In einigen lokalen Riten wurde sogar die Schwelle des neuen Heims der Eheleute gesegnet, mit der Bitte, dass es ein Ort des Friedens sei, in den das Böse nicht eintreten könne.
Warum ist dieser Exorzismus aus der Ehe verschwunden?
Mit der liturgischen Reform nach dem Zweiten Vatikanischen Konzil wurden viele dieser Gebete aus dem neuen Eheritus entfernt. Der Hauptgrund war ein verändertes Verständnis der Liturgie: Der Schwerpunkt wurde auf eine positivere Sprache gelegt, die sich auf die Gnade und Liebe Gottes konzentrierte, anstatt auf den Kampf gegen den Teufel.
Das bedeutet jedoch nicht, dass die geistige Gefahr verschwunden ist. Tatsächlich steht die Ehe heute mehr denn je vor beispiellosen spirituellen Bedrohungen. Die Krise der Familie, die Verwirrung über die Identität und Rolle von Mann und Frau und die Geringschätzung der ehelichen Treue zeigen, dass der geistliche Kampf aktueller denn je ist.

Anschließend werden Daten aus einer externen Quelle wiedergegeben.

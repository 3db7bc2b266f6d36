//! Lessons at school about smoking, drinking, drugs and e-cigarettes.

use sdd_model::{BinaryConvention, ColumnKind};

use crate::recode::{any_of, count_of};
use crate::registry::{Derivation, DerivationRegistry, Theme, names};

/// Had a lesson on the topic in the last year: 1 yes, 2 no.
const LESSONS: [&str; 4] = ["lssmk", "lsalc", "lsdrg", "lsec"];

pub(crate) fn register(registry: &mut DerivationRegistry) {
    registry.register(Derivation::row_wise(
        "dlsany",
        Theme::Lessons,
        names(&LESSONS),
        ColumnKind::Discrete,
        |row| any_of(row, |member| member.is(1), BinaryConvention::ZeroOne),
    ));
    registry.register(Derivation::row_wise(
        "dlsnum",
        Theme::Lessons,
        names(&LESSONS),
        ColumnKind::Discrete,
        |row| count_of(row, |member| member.is(1)),
    ));
}
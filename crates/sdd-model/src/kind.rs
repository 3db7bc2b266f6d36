//! Column kinds carried alongside the record set.

use serde::{Deserialize, Serialize};

/// Semantic kind of a record-set column.
#[derive(Debug, Clone, Copy, PartialEq, Eq, Hash, Serialize, Deserialize, Default)]
pub enum ColumnKind {
    /// Positive integer response codes plus the reserved missing codes.
    #[default]
    Discrete,
    /// Non-negative real values plus the reserved missing codes.
    Continuous,
    /// Identifier, stratum, cluster, weight or year.
    NonMeasure,
}

impl ColumnKind {
    pub fn is_measure(self) -> bool {
        !matches!(self, Self::NonMeasure)
    }

    pub fn display_name(self) -> &'static str {
        match self {
            Self::Discrete => "Discrete",
            Self::Continuous => "Continuous",
            Self::NonMeasure => "Non-measure",
        }
    }
}

/// Coding of a yes/no derivation; fixed per derivation.
#[derive(Debug, Clone, Copy, PartialEq, Eq, Serialize, Deserialize)]
pub enum BinaryConvention {
    /// 1 = yes, 0 = no.
    ZeroOne,
    /// 1 = yes, 2 = no.
    OneTwo,
}

impl BinaryConvention {
    pub const fn yes(self) -> f64 {
        1.0
    }

    pub const fn no(self) -> f64 {
        match self {
            Self::ZeroOne => 0.0,
            Self::OneTwo => 2.0,
        }
    }

    /// Valid (non-missing) values of the domain.
    pub const fn domain(self) -> [f64; 2] {
        [self.yes(), self.no()]
    }

    pub fn encode(self, flag: bool) -> f64 {
        if flag { self.yes() } else { self.no() }
    }
}
//! Data model for the pupil survey derivation and tabulation engine.
//!
//! - **missing**: reserved negative response codes and their precedence
//! - **kind**: out-of-band column kinds (discrete, continuous, non-measure)
//! - **params**: the run-level parameters object
//! - **spec**: declarative table specifications
//! - **error**: the error taxonomy shared by every engine crate

pub mod error;
pub mod kind;
pub mod missing;
pub mod params;
pub mod spec;

pub use error::{ErrorClass, Result, SddError};
pub use kind::{BinaryConvention, ColumnKind};
pub use missing::{
    MissingCode, Response, collapse_for_modelling, is_sentinel, is_valid, is_valid_code, merge,
};
pub use params::{Params, UnitsTable};
pub use spec::{Strategy, Subgroup, TableQuery, TableSpec, TableSpecList};
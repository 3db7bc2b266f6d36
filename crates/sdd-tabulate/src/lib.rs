//! Tabulation of the derived record set.
//!
//! - **cube**: every marginal of a breakdown cross-tabulation
//! - **kernel**: the five tabulation strategies
//! - **variance**: design-based standard errors under stratified cluster sampling
//! - **suppress**: small-base suppression of published cells
//! - **filter**: row filter expressions of table specifications
//! - **table**: long-format row layout
//! - **interpreter**: runs a table specification end to end

pub mod cube;
pub mod filter;
pub mod interpreter;
pub mod kernel;
pub mod suppress;
pub mod table;
pub mod variance;

pub use cube::Cube;
pub use filter::{FilterExpr, apply_filter, render_filter};
pub use interpreter::{TabulatedTable, tabulate, validate_spec};
pub use suppress::suppress;
pub use table::ResultRow;
pub use variance::{Design, Estimate, weighted_mean, weighted_median};
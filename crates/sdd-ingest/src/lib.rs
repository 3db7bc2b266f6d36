//! Survey record-set ingestion.
//!
//! Reads raw survey files into [`RecordSet`]s: lower-cased headers, numeric
//! measure columns with blanks read as item missing, inferred column kinds,
//! and removal of the legacy derived columns named by `DROP_COLUMNS`.

pub mod polars_utils;
pub mod reader;
pub mod record_set;

pub use reader::{ReadOptions, read_record_set};
pub use record_set::RecordSet;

Kann man dieses Gebet wiederfinden?
Obwohl der Exorzismus der Ehe im modernen Ritus nicht mehr enthalten ist, können und sollen die Ehepartner dennoch den Segen und den Schutz Gottes gegen das Böse für ihre Ehe erbitten. Hier einige Wege dazu:
- Die Ehe der Jungfrau Maria und dem heiligen Josef weihen und um ihre Fürsprache und ihren Schutz bitten.
- Das eigene Heim von einem Priester segnen lassen, insbesondere mit Weihwasser und Befreiungsgebeten.
- Sakramentalien verwenden, wie geweihte Medaillen und Weihwasser im Haus.
- Einen Priester um die traditionelle Segnung des Eherings bitten, auch wenn sie bei der Trauung nicht verwendet wurde.
- Täglich gemeinsam beten, insbesondere den Rosenkranz, der eine mächtige Waffe gegen den Teufel ist.
- Ein sakramentales Leben führen, mit häufigem Empfang der Eucharistie und der Beichte, um gegenüber Versuchungen stark zu bleiben.
Fazit: Ein notwendiger Exorzismus für unsere Zeit
Die Ehe ist eine heilige Berufung und ein geistlicher Kampf. Auch wenn der Exorzismus der Ehe in der modernen Liturgie nicht mehr vorkommt, bleibt das Bedürfnis nach göttlichem Schutz dasselbe. Die Kirche lehrt uns, dass der Teufel nicht aufgehört hat, Ehe und Familie anzugreifen, und als Katholiken müssen wir uns dieser Realität bewusst sein und die Gnade Gottes suchen, um unsere Berufung mit Treue und Liebe zu leben.
Wenn Sie also dachten, Sie hätten nie einen Exorzismus empfangen, wissen Sie nun, dass in Ihrer Ehe – oder in der Ihrer Eltern oder Großeltern – die Kirche bereits um Befreiung vom Bösen gebetet hat. Und auch wenn sich die liturgische Formel geändert hat, bleibt der Kampf aktuell. Deshalb dürfen wir nicht vergessen, dass jede christliche Ehe eine Festung ist, die mit der Gnade Gottes verteidigt werden muss.